Rayos, Miqui Otero, Blackie Books, 2016, 320 págs., 21€
 El humor en la Literatura está infravolarado. En ocasiones parece como si todo libro tuviera que ser un destilado de las tristezas, deseos y pensamientos más profundos del autor, ofrecidos con un acompañamiento de lenguaje pomposo y erudito. La seriedad, que tan bien le viene a algunos autores, resulta una rémora en otras historias que ganarían con el desenfado y la hilaridad. Este camino transita Miqui Otero en su última novela: Rayos.
El autor ofrece, tras un envoltorio humorístico, un punzante retrato generacional y una vindicación de la amistad como pilar fundamental en la juventud. Rayos es una novela de la primera nostalgia, esa que se siente al entrar en la treintena y comenzar a tener distancia de épocas de nuestra vida adulta. El paso de los años contribuye a que se ponderen en su justa medida las relaciones y las experiencias que vivimos años atrás.
Rayos comienza con la accidentada emancipación del protagonista, Fidel Centella, un veinteañero que abandona la casa de sus padres (de manera literal, porque se deja las llaves dentro) para establecerse en un piso del barcelonés barrio del Raval junto a sus tres amigos de toda la vida. Con ellos forma un grupo de lo más estrafalario y divertido que ha compartido todos los ritos de iniciación desde el colegio y que afrontan juntos el último: la independencia. En su desvencijado piso, los rayos, nombre que recibe la pandilla por las luces de Montjuic, compartirán alegrías, tristezas, ligues, precariedad y una serie de bromas privadas con las que Otero refleja perfectamente la camaradería que comparten los jóvenes.
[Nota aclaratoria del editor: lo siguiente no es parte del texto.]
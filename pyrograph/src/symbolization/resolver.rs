//! The Symbol Resolver: address → frame name, never failing
//!
//! Resolution order for one address:
//!
//! ```text
//! 0                          → "[null]" (not cached)
//! cache hit                  → cached name
//! inside a mapped region     → offset resolver(path, addr - start + offset)
//! no name found:
//!   addr >= kernel threshold → "[kernel]"
//!   otherwise                → "[unknown]"
//! ```
//!
//! Resolved names and sentinels are both cached in the probed slot. When
//! the probe path is contended the name is resolved again on every call.
//!
//! Every frame of a sample except the deepest holds a return address, which
//! points past the call instruction and may already belong to the next
//! inlined function or line. Those frames are looked up at `addr - 1`.

use log::info;
use pyrograph_common::{RawSample, KERNEL_SPACE_START};
use serde::Serialize;
use std::sync::Arc;

use super::memory_maps::{parse_memory_maps, AddressSpaceRegion};
use super::offset_resolver::OffsetResolver;
use super::symbol_cache::{CacheConfig, Probe, SymbolCache};
use crate::domain::{Pid, ProfilerError};

/// Name for address 0
pub const NULL_SYMBOL: &str = "[null]";
/// Name for unresolvable user-space addresses
pub const UNKNOWN_SYMBOL: &str = "[unknown]";
/// Name for privileged (kernel) addresses
pub const KERNEL_SYMBOL: &str = "[kernel]";

/// Resolution counters for one session
#[derive(Debug, Default, Clone, Copy, PartialEq, Eq, Serialize)]
pub struct ResolverStats {
    pub lookups: u64,
    pub cache_hits: u64,
    pub cache_misses: u64,
    /// Lookups whose probe path was full of other addresses
    pub cache_contended: u64,
    /// Calls made to the offset resolver
    pub external_calls: u64,
    /// Lookups that ended in a sentinel
    pub unresolved: u64,
}

pub struct SymbolResolver<R> {
    regions: Vec<AddressSpaceRegion>,
    lookup: R,
    cache: SymbolCache,
    stats: ResolverStats,
    null: Arc<str>,
    unknown: Arc<str>,
    kernel: Arc<str>,
}

impl<R: OffsetResolver> SymbolResolver<R> {
    /// Resolver over a fixed region table
    #[must_use]
    pub fn new(regions: Vec<AddressSpaceRegion>, lookup: R, cache_config: CacheConfig) -> Self {
        Self {
            regions,
            lookup,
            cache: SymbolCache::new(cache_config),
            stats: ResolverStats::default(),
            null: Arc::from(NULL_SYMBOL),
            unknown: Arc::from(UNKNOWN_SYMBOL),
            kernel: Arc::from(KERNEL_SYMBOL),
        }
    }

    /// Resolver for a live process, reading its address-space map now
    ///
    /// # Errors
    /// Propagates [`ProfilerError::MemoryMapsReadFailed`].
    pub fn for_process(pid: Pid, lookup: R, cache_config: CacheConfig) -> Result<Self, ProfilerError> {
        let regions = parse_memory_maps(pid)?;
        info!("Symbol resolver for {pid}: {} executable regions", regions.len());
        Ok(Self::new(regions, lookup, cache_config))
    }

    /// Name of the function at `addr`
    pub fn resolve(&mut self, addr: u64) -> Arc<str> {
        self.stats.lookups += 1;
        if addr == 0 {
            return Arc::clone(&self.null);
        }

        let probe = self.cache.probe(addr);
        match &probe {
            Probe::Hit(name) => {
                self.stats.cache_hits += 1;
                return Arc::clone(name);
            }
            Probe::Vacant(_) => self.stats.cache_misses += 1,
            Probe::Contended => self.stats.cache_contended += 1,
        }

        let name = self.resolve_uncached(addr);
        if let Probe::Vacant(slot) = probe {
            self.cache.fill(slot, addr, Arc::clone(&name));
        }
        name
    }

    /// Names for every frame of a sample, deepest first
    pub fn resolve_sample(&mut self, sample: &RawSample) -> Vec<Arc<str>> {
        sample
            .frames()
            .iter()
            .enumerate()
            .map(|(index, &addr)| self.resolve(lookup_address(index, addr)))
            .collect()
    }

    fn resolve_uncached(&mut self, addr: u64) -> Arc<str> {
        if let Some(region) = self.regions.iter().find(|r| r.contains(addr)) {
            self.stats.external_calls += 1;
            if let Some(name) = self.lookup.resolve_offset(&region.path, region.file_offset(addr)) {
                return Arc::from(name);
            }
        }

        self.stats.unresolved += 1;
        if addr >= KERNEL_SPACE_START {
            Arc::clone(&self.kernel)
        } else {
            Arc::clone(&self.unknown)
        }
    }

    #[must_use]
    pub fn stats(&self) -> ResolverStats {
        self.stats
    }

    #[must_use]
    pub fn regions(&self) -> &[AddressSpaceRegion] {
        &self.regions
    }

    #[must_use]
    pub fn cached_symbols(&self) -> usize {
        self.cache.len()
    }
}

/// Address to look up for the frame at `index` (0 is the sampled leaf)
fn lookup_address(index: usize, addr: u64) -> u64 {
    if index == 0 {
        addr
    } else {
        addr.saturating_sub(1)
    }
}
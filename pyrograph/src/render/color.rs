//! Frame colors
//!
//! Colors are pure functions of their input so the same function name gets
//! the same color in every render, across runs and machines.

use std::fmt;

/// 8-bit RGB color, displayed as `rgb(r,g,b)`
#[derive(Debug, Clone, Copy, PartialEq, Eq)]
pub struct Rgb(pub u8, pub u8, pub u8);

impl fmt::Display for Rgb {
    fn fmt(&self, f: &mut fmt::Formatter<'_>) -> fmt::Result {
        write!(f, "rgb({},{},{})", self.0, self.1, self.2)
    }
}

/// Root frame and unchanged diff frames
pub const NEUTRAL_GRAY: Rgb = Rgb(200, 200, 200);

/// Below this absolute share change a diff frame is drawn gray
const DELTA_EPSILON: f64 = 0.001;

/// Share change at which diff colors reach full intensity
const DELTA_SATURATION: f64 = 0.3;

/// djb2 string hash
#[must_use]
pub fn name_hash(name: &str) -> u32 {
    name.bytes().fold(5381u32, |hash, byte| {
        hash.wrapping_shl(5).wrapping_add(hash).wrapping_add(u32::from(byte))
    })
}

/// Warm (red → yellow) color for a frame name
///
/// Hue 0-59°, saturation 160-214, value 200-255 out of 255, with a small
/// fixed blue component.
#[must_use]
#[allow(clippy::cast_possible_truncation, clippy::cast_sign_loss)]
pub fn warm_color(name: &str) -> Rgb {
    let hash = name_hash(name);
    let hue = f64::from(hash % 60) / 60.0;
    let saturation = f64::from(160 + (hash >> 8) % 55) / 255.0;
    let value = f64::from(200 + (hash >> 16) % 56) / 255.0;

    let chroma = value * saturation;
    let x = chroma * hue;
    let m = value - chroma;

    Rgb(((chroma + m) * 255.0) as u8, ((x + m) * 255.0) as u8, (m * 55.0 + 30.0) as u8)
}

/// Red (more share after) or blue (less share after) by the change in a
/// frame's share of total samples
#[must_use]
#[allow(clippy::cast_possible_truncation, clippy::cast_sign_loss)]
pub fn delta_color(before_rate: f64, after_rate: f64) -> Rgb {
    let delta = after_rate - before_rate;
    if delta.abs() < DELTA_EPSILON {
        return NEUTRAL_GRAY;
    }

    let intensity = (delta.abs() / DELTA_SATURATION).min(1.0);
    let scale = |amount: f64| (amount * intensity) as u8;
    if delta > 0.0 {
        Rgb(200 + scale(55.0), 200 - scale(140.0), 200 - scale(140.0))
    } else {
        Rgb(200 - scale(140.0), 200 - scale(80.0), 200 + scale(55.0))
    }
}

#[cfg(test)]
mod tests {
    use super::*;

    #[test]
    fn test_djb2_known_values() {
        assert_eq!(name_hash(""), 5381);
        assert_eq!(name_hash("a"), 5381 * 33 + 97);
    }

    #[test]
    fn test_warm_color_is_stable_and_warm() {
        for name in ["main", "compute_hot", "std::rt::lang_start", "[kernel]", ""] {
            let color = warm_color(name);
            assert_eq!(color, warm_color(name));
            // red channel carries the value; blue stays low
            assert!(color.0 >= 199, "{name}: {color}");
            assert!(color.0 >= color.1, "{name}: {color}");
            assert!(color.2 < 100, "{name}: {color}");
        }
    }

    #[test]
    fn test_delta_color_thresholds() {
        assert_eq!(delta_color(0.25, 0.2505), NEUTRAL_GRAY);
        assert_eq!(delta_color(0.1, 0.4), Rgb(255, 60, 60));
        assert_eq!(delta_color(0.4, 0.1), Rgb(60, 120, 255));

        let mild = delta_color(0.10, 0.13);
        assert!(mild.0 > 200 && mild.0 < 255);
    }

    #[test]
    fn test_rgb_display() {
        assert_eq!(Rgb(1, 22, 255).to_string(), "rgb(1,22,255)");
    }
}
La novela destaca también por la creación de unos personajes exagerados, cercanos a veces a la caricatura, en los que suelen aflorar comportamientos hilarantes. Cada uno de los cuatro rayos poseen caracteres muy definidos y contrapuestos: Fidel es el despistado, Brais, el lúbrico, Iu, el ambicioso y Justo, el taciturno. Además de con sus amigos, el protagonista se va relacionando con otros personajes secundarios entre los que destacan Tinet, un afilador que le enseña a Fidel la jerga de la profesión; Bárbara, la excesiva amiga y compañera de trabajo con la que tiene una relación ambivalente; o Diana, una vecina perteneciente a una familia de la burguesía catalana.
Aunque la amistad entre Fidel y sus amigos es el eje del libro, la novela va más allá de ser un retrato de los rayos e introduce temas de gran calado. Por un lado encontramos una sátira contra la especulación urbanística en una época, 2007, en la que el centro de Barcelona comenzaba su proceso de gentrificación. Gracias a su puesto de becario en un periódico, a su amistad con Tinet y a su relación con Diana, Fidel intenta denunciar la trama urbanística que quiere echar al viejo afilador de su piso para enriquecerse con la finca en la que vive.  Las dificultades del protagonista para acompañar a su padre al hospital donde se trata de una enfermedad y los recuerdos de su infancia en el colegio y en la aldea gallega de sus abuelos también se encuentran entre lo más destacado del libro.
Todos estos personajes, temas e historias son tratados por Miqui Otero con un desenfado que no está reñido con la enorme sagacidad que muestra al abordar temas como la amistad, la incomunicación o el amor.